### Data to process

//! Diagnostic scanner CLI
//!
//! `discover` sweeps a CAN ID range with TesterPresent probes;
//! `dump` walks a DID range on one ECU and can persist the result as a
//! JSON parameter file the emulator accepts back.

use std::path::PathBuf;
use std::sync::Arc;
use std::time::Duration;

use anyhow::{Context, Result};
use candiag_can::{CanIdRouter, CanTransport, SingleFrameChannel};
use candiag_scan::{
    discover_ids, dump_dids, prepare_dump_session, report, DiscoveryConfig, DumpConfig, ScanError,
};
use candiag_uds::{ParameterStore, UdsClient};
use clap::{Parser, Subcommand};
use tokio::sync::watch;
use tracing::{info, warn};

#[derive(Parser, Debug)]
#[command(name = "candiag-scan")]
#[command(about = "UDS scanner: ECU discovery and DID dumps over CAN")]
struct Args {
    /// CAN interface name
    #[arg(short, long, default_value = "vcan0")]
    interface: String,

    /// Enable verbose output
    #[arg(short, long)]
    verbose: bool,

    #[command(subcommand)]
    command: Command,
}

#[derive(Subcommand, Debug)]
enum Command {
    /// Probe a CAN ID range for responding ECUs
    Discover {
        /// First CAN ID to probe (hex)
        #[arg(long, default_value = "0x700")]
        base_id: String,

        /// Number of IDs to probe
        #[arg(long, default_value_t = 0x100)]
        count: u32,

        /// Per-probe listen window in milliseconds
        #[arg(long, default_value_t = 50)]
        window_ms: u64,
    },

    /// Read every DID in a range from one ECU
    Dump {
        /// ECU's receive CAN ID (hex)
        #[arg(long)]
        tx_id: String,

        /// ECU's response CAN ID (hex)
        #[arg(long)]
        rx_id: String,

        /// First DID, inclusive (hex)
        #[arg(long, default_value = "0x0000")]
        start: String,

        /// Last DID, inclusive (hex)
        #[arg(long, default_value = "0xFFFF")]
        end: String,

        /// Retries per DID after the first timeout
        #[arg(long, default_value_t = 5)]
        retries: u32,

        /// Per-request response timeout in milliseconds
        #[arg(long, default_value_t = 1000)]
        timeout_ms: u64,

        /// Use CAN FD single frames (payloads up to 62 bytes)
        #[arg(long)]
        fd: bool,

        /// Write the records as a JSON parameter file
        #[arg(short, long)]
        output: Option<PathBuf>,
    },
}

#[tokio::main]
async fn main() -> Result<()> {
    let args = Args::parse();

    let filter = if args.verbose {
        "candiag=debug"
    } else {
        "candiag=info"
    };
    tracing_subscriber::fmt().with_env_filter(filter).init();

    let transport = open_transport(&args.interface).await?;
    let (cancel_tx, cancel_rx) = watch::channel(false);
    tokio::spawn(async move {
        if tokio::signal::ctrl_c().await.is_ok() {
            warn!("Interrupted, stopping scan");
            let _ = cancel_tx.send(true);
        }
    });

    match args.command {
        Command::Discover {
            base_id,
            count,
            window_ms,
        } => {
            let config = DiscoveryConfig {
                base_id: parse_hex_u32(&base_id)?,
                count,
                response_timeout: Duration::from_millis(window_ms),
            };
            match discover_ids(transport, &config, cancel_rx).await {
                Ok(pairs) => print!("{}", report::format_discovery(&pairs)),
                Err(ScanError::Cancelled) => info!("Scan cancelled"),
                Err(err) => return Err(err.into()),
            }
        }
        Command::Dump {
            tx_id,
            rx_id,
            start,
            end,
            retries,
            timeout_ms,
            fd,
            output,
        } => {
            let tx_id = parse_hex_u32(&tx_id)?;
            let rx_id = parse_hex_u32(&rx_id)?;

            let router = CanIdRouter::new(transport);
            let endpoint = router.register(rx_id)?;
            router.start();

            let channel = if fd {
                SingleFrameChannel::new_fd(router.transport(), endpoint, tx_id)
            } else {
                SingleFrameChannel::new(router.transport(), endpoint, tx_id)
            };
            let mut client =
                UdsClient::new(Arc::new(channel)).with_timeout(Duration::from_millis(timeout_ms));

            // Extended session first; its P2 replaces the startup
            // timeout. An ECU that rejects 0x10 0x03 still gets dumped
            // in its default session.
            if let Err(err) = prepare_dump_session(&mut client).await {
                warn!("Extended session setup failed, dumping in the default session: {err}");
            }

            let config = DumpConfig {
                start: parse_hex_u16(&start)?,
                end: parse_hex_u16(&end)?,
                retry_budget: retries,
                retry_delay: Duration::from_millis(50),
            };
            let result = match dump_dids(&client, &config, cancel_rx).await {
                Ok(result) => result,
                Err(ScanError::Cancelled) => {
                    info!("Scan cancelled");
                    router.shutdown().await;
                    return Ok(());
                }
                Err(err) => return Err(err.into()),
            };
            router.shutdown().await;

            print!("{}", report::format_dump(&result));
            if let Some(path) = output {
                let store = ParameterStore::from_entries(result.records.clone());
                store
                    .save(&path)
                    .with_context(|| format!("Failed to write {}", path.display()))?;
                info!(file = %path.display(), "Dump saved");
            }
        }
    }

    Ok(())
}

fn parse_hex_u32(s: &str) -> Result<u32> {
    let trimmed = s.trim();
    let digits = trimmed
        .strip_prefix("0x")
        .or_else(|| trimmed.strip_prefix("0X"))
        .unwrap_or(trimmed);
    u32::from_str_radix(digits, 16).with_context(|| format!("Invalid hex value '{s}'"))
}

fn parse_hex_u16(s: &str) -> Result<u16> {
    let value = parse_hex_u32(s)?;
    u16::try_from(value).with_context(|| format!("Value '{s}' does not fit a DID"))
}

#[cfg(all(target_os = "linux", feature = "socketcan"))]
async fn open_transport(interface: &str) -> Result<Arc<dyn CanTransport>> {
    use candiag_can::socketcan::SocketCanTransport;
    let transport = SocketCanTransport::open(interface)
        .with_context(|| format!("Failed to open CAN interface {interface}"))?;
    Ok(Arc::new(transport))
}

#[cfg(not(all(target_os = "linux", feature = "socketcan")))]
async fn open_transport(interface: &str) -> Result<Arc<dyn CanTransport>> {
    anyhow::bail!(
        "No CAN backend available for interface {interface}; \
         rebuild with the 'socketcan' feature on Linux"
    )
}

######
### Data to process

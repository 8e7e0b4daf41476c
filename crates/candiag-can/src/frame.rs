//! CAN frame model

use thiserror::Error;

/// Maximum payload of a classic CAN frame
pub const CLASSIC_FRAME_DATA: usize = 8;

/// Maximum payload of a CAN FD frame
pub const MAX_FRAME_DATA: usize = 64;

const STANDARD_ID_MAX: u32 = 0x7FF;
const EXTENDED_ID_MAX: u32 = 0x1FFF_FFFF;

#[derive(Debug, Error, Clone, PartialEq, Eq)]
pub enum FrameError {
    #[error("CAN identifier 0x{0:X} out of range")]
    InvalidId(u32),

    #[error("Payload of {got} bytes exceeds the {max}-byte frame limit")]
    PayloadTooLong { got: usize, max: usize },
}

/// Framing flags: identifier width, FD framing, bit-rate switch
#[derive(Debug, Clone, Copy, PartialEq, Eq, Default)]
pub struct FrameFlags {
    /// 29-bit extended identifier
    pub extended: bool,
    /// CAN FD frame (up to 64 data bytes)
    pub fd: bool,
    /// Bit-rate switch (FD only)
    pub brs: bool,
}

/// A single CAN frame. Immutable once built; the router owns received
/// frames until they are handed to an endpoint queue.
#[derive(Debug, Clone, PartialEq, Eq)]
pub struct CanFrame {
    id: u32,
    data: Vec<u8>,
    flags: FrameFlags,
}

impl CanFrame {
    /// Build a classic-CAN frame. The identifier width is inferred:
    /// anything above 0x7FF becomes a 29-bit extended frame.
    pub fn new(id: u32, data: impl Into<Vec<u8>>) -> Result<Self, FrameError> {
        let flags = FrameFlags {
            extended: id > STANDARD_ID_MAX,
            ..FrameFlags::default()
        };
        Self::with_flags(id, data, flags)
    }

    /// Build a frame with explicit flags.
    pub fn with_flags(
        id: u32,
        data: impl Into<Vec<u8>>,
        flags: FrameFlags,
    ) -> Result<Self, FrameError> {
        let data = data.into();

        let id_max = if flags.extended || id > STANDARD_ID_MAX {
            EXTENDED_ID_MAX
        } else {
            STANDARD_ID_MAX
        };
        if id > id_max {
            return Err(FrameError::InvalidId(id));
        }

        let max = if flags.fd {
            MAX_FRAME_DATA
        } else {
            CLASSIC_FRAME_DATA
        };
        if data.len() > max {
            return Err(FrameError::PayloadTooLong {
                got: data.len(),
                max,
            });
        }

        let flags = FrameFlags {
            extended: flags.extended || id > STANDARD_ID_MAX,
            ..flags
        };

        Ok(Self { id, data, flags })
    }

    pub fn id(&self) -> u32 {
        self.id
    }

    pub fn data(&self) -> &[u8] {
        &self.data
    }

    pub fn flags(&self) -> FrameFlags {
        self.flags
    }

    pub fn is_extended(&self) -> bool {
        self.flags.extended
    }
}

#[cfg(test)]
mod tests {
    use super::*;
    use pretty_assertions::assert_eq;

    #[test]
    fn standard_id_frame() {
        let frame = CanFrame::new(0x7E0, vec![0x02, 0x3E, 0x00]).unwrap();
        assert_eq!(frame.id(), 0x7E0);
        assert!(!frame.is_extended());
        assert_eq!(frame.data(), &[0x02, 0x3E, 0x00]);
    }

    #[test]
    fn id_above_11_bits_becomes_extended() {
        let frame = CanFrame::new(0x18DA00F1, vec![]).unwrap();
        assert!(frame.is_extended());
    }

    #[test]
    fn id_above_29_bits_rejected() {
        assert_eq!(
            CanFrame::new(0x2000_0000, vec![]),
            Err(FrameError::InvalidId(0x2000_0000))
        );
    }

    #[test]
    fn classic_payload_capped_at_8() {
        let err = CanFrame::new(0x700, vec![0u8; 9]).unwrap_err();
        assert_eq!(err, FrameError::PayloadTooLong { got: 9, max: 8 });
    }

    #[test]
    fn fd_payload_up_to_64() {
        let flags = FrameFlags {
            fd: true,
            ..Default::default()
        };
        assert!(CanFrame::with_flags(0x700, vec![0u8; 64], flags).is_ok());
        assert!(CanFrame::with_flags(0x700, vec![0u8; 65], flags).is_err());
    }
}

######
### Data to process

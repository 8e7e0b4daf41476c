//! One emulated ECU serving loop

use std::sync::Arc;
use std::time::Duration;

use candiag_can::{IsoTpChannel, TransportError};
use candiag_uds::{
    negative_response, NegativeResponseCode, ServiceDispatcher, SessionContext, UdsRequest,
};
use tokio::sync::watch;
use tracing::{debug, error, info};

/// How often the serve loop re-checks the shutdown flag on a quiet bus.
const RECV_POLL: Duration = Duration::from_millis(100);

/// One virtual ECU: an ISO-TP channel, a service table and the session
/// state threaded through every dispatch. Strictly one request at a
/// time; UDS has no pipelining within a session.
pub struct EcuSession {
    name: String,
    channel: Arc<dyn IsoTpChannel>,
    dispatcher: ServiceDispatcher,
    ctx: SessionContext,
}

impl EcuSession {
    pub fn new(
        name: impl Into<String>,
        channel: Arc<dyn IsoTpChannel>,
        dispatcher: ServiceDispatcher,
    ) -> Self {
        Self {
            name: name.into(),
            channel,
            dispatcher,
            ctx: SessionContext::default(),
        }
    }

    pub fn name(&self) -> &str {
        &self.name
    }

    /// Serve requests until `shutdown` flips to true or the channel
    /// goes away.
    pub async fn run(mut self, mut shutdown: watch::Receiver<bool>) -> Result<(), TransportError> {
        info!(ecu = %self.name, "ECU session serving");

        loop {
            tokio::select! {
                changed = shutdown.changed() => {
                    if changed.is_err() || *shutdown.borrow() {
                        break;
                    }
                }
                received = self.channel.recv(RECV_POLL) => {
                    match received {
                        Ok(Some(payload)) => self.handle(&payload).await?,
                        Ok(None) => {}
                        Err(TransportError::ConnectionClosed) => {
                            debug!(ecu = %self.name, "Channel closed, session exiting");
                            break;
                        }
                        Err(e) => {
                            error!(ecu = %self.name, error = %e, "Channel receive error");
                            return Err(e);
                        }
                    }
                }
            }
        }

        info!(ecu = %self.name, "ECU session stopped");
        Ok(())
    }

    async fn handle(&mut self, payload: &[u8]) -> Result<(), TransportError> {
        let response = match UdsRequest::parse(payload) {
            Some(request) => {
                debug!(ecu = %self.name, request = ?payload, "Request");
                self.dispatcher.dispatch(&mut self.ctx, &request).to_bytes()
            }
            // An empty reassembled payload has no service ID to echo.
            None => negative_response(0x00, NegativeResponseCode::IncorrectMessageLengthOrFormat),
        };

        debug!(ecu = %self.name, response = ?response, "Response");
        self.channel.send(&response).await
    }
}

######

** Your assignment **
Display each line of the data where "until" occurs.

** Response **
/// frames until they are handed to an endpoint queue.
    /// Serve requests until `shutdown` flips to true or the channel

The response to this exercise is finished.